Whenever a line in this data holds the word "FnSource", report that line in full.

(Stored data entries)
------------------------
//! Condition sources and the owning-pool lookup
//!
//! A source inspects one downstream subsystem (kubelet, MachineConfigPool,
//! tuned) and answers with a three-way [`SourceOutcome`]. How a source derives
//! its answer is its own business; the resolver only cares about the order in
//! which they are asked.

use std::future::Future;

use async_trait::async_trait;
#[cfg(test)]
use mockall::automock;

use crate::crd::{ConditionSet, PerformanceProfile};
use crate::status::conditions::FailureTag;
use crate::Error;

/// Answer of a single condition source
#[derive(Debug)]
pub enum SourceOutcome {
    /// No opinion; the next source is asked
    Healthy,
    /// The source describes the profile; this set wins
    Reported(ConditionSet),
    /// The query itself failed
    Failed(Error),
}

impl From<crate::Result<Option<ConditionSet>>> for SourceOutcome {
    fn from(result: crate::Result<Option<ConditionSet>>) -> Self {
        match result {
            Ok(None) => Self::Healthy,
            Ok(Some(conditions)) => Self::Reported(conditions),
            Err(e) => Self::Failed(e),
        }
    }
}

/// Reference to the MachineConfigPool that renders a profile
#[derive(Clone, Debug, PartialEq, Eq)]
pub struct PoolRef {
    /// Pool name
    pub name: String,
    /// Pool UID, when known
    pub uid: Option<String>,
}

impl PoolRef {
    /// Reference a pool by name
    pub fn new(name: impl Into<String>) -> Self {
        Self {
            name: name.into(),
            uid: None,
        }
    }
}

/// One downstream subsystem consulted by the resolver
#[async_trait]
pub trait ConditionSource: Send + Sync {
    /// Short name used in logs
    fn name(&self) -> &str;

    /// Degraded reason recorded when [`evaluate`](Self::evaluate) fails
    fn failure_tag(&self) -> FailureTag;

    /// Whether the owning pool must be resolved before this source is asked
    fn needs_pool(&self) -> bool {
        false
    }

    /// Inspect the profile
    ///
    /// `pool` is `Some` whenever [`needs_pool`](Self::needs_pool) is true.
    async fn evaluate(&self, profile: &PerformanceProfile, pool: Option<&PoolRef>)
        -> SourceOutcome;
}

/// Locates the MachineConfigPool owning a profile
#[cfg_attr(test, automock)]
#[async_trait]
pub trait PoolResolver: Send + Sync {
    /// Find the pool whose selectors match the profile
    async fn owning_pool(&self, profile: &PerformanceProfile) -> Result<PoolRef, Error>;
}

/// Adapts an async closure into a [`ConditionSource`]
///
/// The closure returns `Ok(None)` for no opinion, `Ok(Some(set))` to report
/// and `Err` when the query failed.
pub struct FnSource<F> {
    name: String,
    tag: FailureTag,
    needs_pool: bool,
    query: F,
}

impl<F, Fut> FnSource<F>
where
    F: Fn(PerformanceProfile, Option<PoolRef>) -> Fut + Send + Sync,
    Fut: Future<Output = crate::Result<Option<ConditionSet>>> + Send,
{
    /// Wrap a query that does not need the owning pool
    pub fn new(name: impl Into<String>, tag: FailureTag, query: F) -> Self {
        Self {
            name: name.into(),
            tag,
            needs_pool: false,
            query,
        }
    }

    /// Wrap a query that is evaluated against the owning pool
    pub fn with_pool(name: impl Into<String>, tag: FailureTag, query: F) -> Self {
        Self {
            needs_pool: true,
            ..Self::new(name, tag, query)
        }
    }
}

#[async_trait]
impl<F, Fut> ConditionSource for FnSource<F>
where
    F: Fn(PerformanceProfile, Option<PoolRef>) -> Fut + Send + Sync,
    Fut: Future<Output = crate::Result<Option<ConditionSet>>> + Send,
{
    fn name(&self) -> &str {
        &self.name
    }

    fn failure_tag(&self) -> FailureTag {
        self.tag
    }

    fn needs_pool(&self) -> bool {
        self.needs_pool
    }

    async fn evaluate(
        &self,
        profile: &PerformanceProfile,
        pool: Option<&PoolRef>,
    ) -> SourceOutcome {
        (self.query)(profile.clone(), pool.cloned()).await.into()
    }
}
------------------------
(ANSWER SECTION):
pub struct FnSource<F> {
impl<F, Fut> FnSource<F>
impl<F, Fut> ConditionSource for FnSource<F>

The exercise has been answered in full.